The process of identifying the varying noise-robustness is advantageously taken into account exhibited by an application wherein the data is used.
One inventive aspect also relates to the use of the method as previously described, whereby the processing is performed on a single instruction multiple data processor.
In another aspect the invention relates to a communication device for transmitting data along a communication path. The device is arranged for identifying at run-time an operational configuration based on received information on the communication conditions on the communication path. The device comprises selection means for selecting according to the identified operational configuration a data format for transmitting data among a plurality of predetermined data formats.
In one embodiment the communication device further comprises a single instruction multiple data processor. In another preferred embodiment the device comprises a hybrid single instruction multiple data—coarse grain array processor.

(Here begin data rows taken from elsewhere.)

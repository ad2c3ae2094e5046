//! Output reported by a task executor when its mission finishes.

use std::collections::{BTreeMap, HashSet};

use serde::{Deserialize, Serialize};

/// What a sub-agent reports back after doing its work.
///
/// # Invariants
/// - `summary` must be non-empty for the output to be accepted. The Architect
///   enforces this when a task settles; a violation fails that task, not the
///   whole run.
/// - `files_touched` is deduplicated (first appearance wins) before the
///   output is stored on the task record.
///
/// Artifacts are keyed by name; inserting the same name twice keeps the last
/// description. Using a `BTreeMap` keeps rendering order deterministic.
#[derive(Debug, Clone, Default, Serialize, Deserialize)]
pub struct TaskOutput {
    /// One-line account of what was accomplished. Required.
    pub summary: String,

    /// Longer free-form description, if the executor has more to say.
    #[serde(default, skip_serializing_if = "Option::is_none")]
    pub details: Option<String>,

    /// Paths the task created or modified.
    #[serde(default, skip_serializing_if = "Vec::is_empty")]
    pub files_touched: Vec<String>,

    /// Named artifacts with a short description each.
    #[serde(default, skip_serializing_if = "BTreeMap::is_empty")]
    pub artifacts: BTreeMap<String, String>,

    /// Anything the next stage should know (caveats, follow-ups).
    #[serde(default, skip_serializing_if = "Option::is_none")]
    pub notes: Option<String>,
}

impl TaskOutput {
    /// Create an output with just a summary.
    pub fn new(summary: impl Into<String>) -> Self {
        Self {
            summary: summary.into(),
            ..Default::default()
        }
    }

    /// Attach a longer description.
    pub fn with_details(mut self, details: impl Into<String>) -> Self {
        self.details = Some(details.into());
        self
    }

    /// Record one touched file.
    pub fn with_file(mut self, path: impl Into<String>) -> Self {
        self.files_touched.push(path.into());
        self
    }

    /// Record several touched files.
    pub fn with_files<I, S>(mut self, paths: I) -> Self
    where
        I: IntoIterator<Item = S>,
        S: Into<String>,
    {
        self.files_touched.extend(paths.into_iter().map(Into::into));
        self
    }

    /// Record a named artifact. A repeated name overwrites the description.
    pub fn with_artifact(mut self, name: impl Into<String>, description: impl Into<String>) -> Self {
        self.artifacts.insert(name.into(), description.into());
        self
    }

    /// Attach free-form notes.
    pub fn with_notes(mut self, notes: impl Into<String>) -> Self {
        self.notes = Some(notes.into());
        self
    }

    /// Whether the required summary is actually present.
    pub(crate) fn has_summary(&self) -> bool {
        !self.summary.trim().is_empty()
    }

    /// Dedupe `files_touched`, keeping the first appearance of each path.
    pub(crate) fn normalized(mut self) -> Self {
        let mut seen = HashSet::new();
        self.files_touched.retain(|path| seen.insert(path.clone()));
        self
    }
}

Certain aspects of the invention relate to an industry compatible approach to exploit the variations on the instantaneous minimum required precision in an energy-scalable manner, without compromising the standard compliance of the implementation. This is achieved by partially porting the data format decisions to the run-time in a scenario-based manner. Multiple design-time implementations of the same functionality with different precision, corresponding to specific use-cases or scenarios, are optimized separately and selected by a simple controller at run-time. The latter decides which implementation is more efficient given the current conditions. This technique does not depend on the selected fixed-point refinement approach (dynamic vs. static) but considers the application knowledge (through the scenario definition) to effectively guide the refinement process.
In state of the art design methodologies, data formats are typically dimensioned at design-time. This dimensioning aims to satisfy the application requirements under all the possible operating conditions. As an alternative, a scenario-oriented data format refinement, which consists of a hybrid design-/run-time approach, is proposed. In that approach, situations/scenarios where the application exhibits a different tolerance to the quantization noise are identified. Accordingly, separated fixed-point refinements are performed for each of these scenarios, resulting in multiple software implementations. At run-time, the actual scenario that best suits the current working conditions is detected and the corresponding implementation is selected by a simple controller.

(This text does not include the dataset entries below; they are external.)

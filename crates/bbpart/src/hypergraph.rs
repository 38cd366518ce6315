//! Immutable hypergraph of blocks and nets.
//!
//! Blocks are dense indices `0..num_blocks`, nets are dense indices
//! `0..num_nets`, and each net is the list of blocks it connects. The inverse
//! index (nets per block) is derived at construction so the search can walk
//! the incidence relation in both directions without scanning.

use tracing::warn;

/// One of the two sides a block can be assigned to.
#[derive(Clone, Copy, Debug, PartialEq, Eq, Hash)]
pub enum Partition {
    /// Side 0.
    A,
    /// Side 1.
    B,
}

impl Partition {
    /// The other side.
    pub fn opposite(self) -> Self {
        match self {
            Partition::A => Partition::B,
            Partition::B => Partition::A,
        }
    }

    /// Numeric label, 0 for [`Partition::A`] and 1 for [`Partition::B`].
    pub fn bit(self) -> u8 {
        match self {
            Partition::A => 0,
            Partition::B => 1,
        }
    }
}

/// Block-to-partition record; `None` marks a block that is not yet assigned.
pub type Assignment = Vec<Option<Partition>>;

/// Problem hypergraph. Read-only after construction and freely shareable
/// across worker threads.
#[derive(Clone, Debug)]
pub struct Hypergraph {
    /// Member blocks of each net.
    nets: Vec<Vec<u32>>,
    /// Nets containing each block.
    block_nets: Vec<Vec<u32>>,
}

impl Hypergraph {
    /// Build the hypergraph from a parsed net list.
    ///
    /// Every member id must be below `num_blocks`. Empty nets and blocks that
    /// appear in no net are legal but almost certainly input mistakes, so
    /// both are warned about.
    pub fn new(num_blocks: usize, nets: Vec<Vec<u32>>) -> Self {
        let mut block_nets = vec![Vec::new(); num_blocks];
        for (nid, members) in nets.iter().enumerate() {
            if members.is_empty() {
                warn!(net = nid, "net has no member blocks");
            }
            for &bid in members {
                assert!(
                    (bid as usize) < num_blocks,
                    "net {nid} references block {bid} but there are only {num_blocks} blocks"
                );
                block_nets[bid as usize].push(nid as u32);
            }
        }
        if block_nets.iter().any(|nets| nets.is_empty()) {
            warn!("some blocks are not connected to any net");
        }
        Self { nets, block_nets }
    }

    /// Number of blocks.
    pub fn num_blocks(&self) -> usize {
        self.block_nets.len()
    }

    /// Number of nets.
    pub fn num_nets(&self) -> usize {
        self.nets.len()
    }

    /// Member blocks of net `nid`.
    pub fn net(&self, nid: u32) -> &[u32] {
        &self.nets[nid as usize]
    }

    /// Nets containing block `bid`.
    pub fn block_nets(&self, bid: usize) -> &[u32] {
        &self.block_nets[bid]
    }

    /// Maximum block count either partition may hold: `ceil(num_blocks / 2)`.
    pub fn partition_capacity(&self) -> u64 {
        (self.num_blocks() as u64 + 1) / 2
    }
}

Scenarios where the application exhibits a different tolerance to the noise are very common in communication systems as the channel is considered as an unpredictable source of noise and attenuation. The degree of uncertainty is especially important in wireless communications, where the system has to deal with widely varying signal to noise ratio. Besides the distance between transmitter and receiver, other random physical phenomena, such as multipath fading, can also seriously affect the received SNR.
As an example, OFDM systems, when used in the context of wireless communications (e.g. IEEE 802.11 family), are designed to provide several trade-offs between data rate and coverage. Accordingly, they offer various operational modes by implementing different combinations of sub-carrier modulation scheme and coding rate. The modulation scheme defines the amount of bits that are grouped together and transmitted on a fixed amount of sub-carriers (e.g. 1 bit per subcarrier for BPSK, 2 for QPSK, 4 for 16QAM and 6 for 64QAM) and thus importantly impacts the physical data rate. The coding rate determines the amount of redundancy added to the transmitted bit-stream to enable forward error correction (FEC) to be performed at the receiver. This recovers transmission errors by collecting time and frequency diversity. Reducing the modulation order or/and reducing the code rate decreases the data rate but improves the robustness of the system to the noise and attenuation.
One inventive aspect is to take the varying noise-robustness exhibited by the application into consideration when performing fixed-point refinement. It is capitalized on the fact that the extra degradation that would be introduced by moving to a cheaper fixed-point implementation may be tolerated in many situations.
Typically, the quantization of a signal is modelled by the sum of this signal and a random variable. This additive noise is a stationary and uniformly distributed white noise that is not correlated with the signal and with the other quantization noises. Thus, the effect of refining an ideal (infinite precision) linear time-invariant algorithm into a fixed-point implementation can be modelled as the initial algorithm of ideal operators fed with the sum of the ideal operands and a noise component (quantization noise). In order to extend the analysis for linear, time-invariant systems applicable to non-linear systems, the first step is the linearization of these systems. The assumption is made that the quantization errors induced by rounding or truncation are sufficiently small not to affect the macroscopic behaviour of the system. Under such circumstances, each component in the system can be locally linearized. As a result, the quantization noise can be forward propagated towards the inputs of the algorithm and be assumed to belong to the channel. Consequently, the transmission modes that tolerate higher levels of channel noise in the received signal should also be able to accept higher levels of quantization noise on their processing. These modes will require fewer bits to maintain the necessary accuracy.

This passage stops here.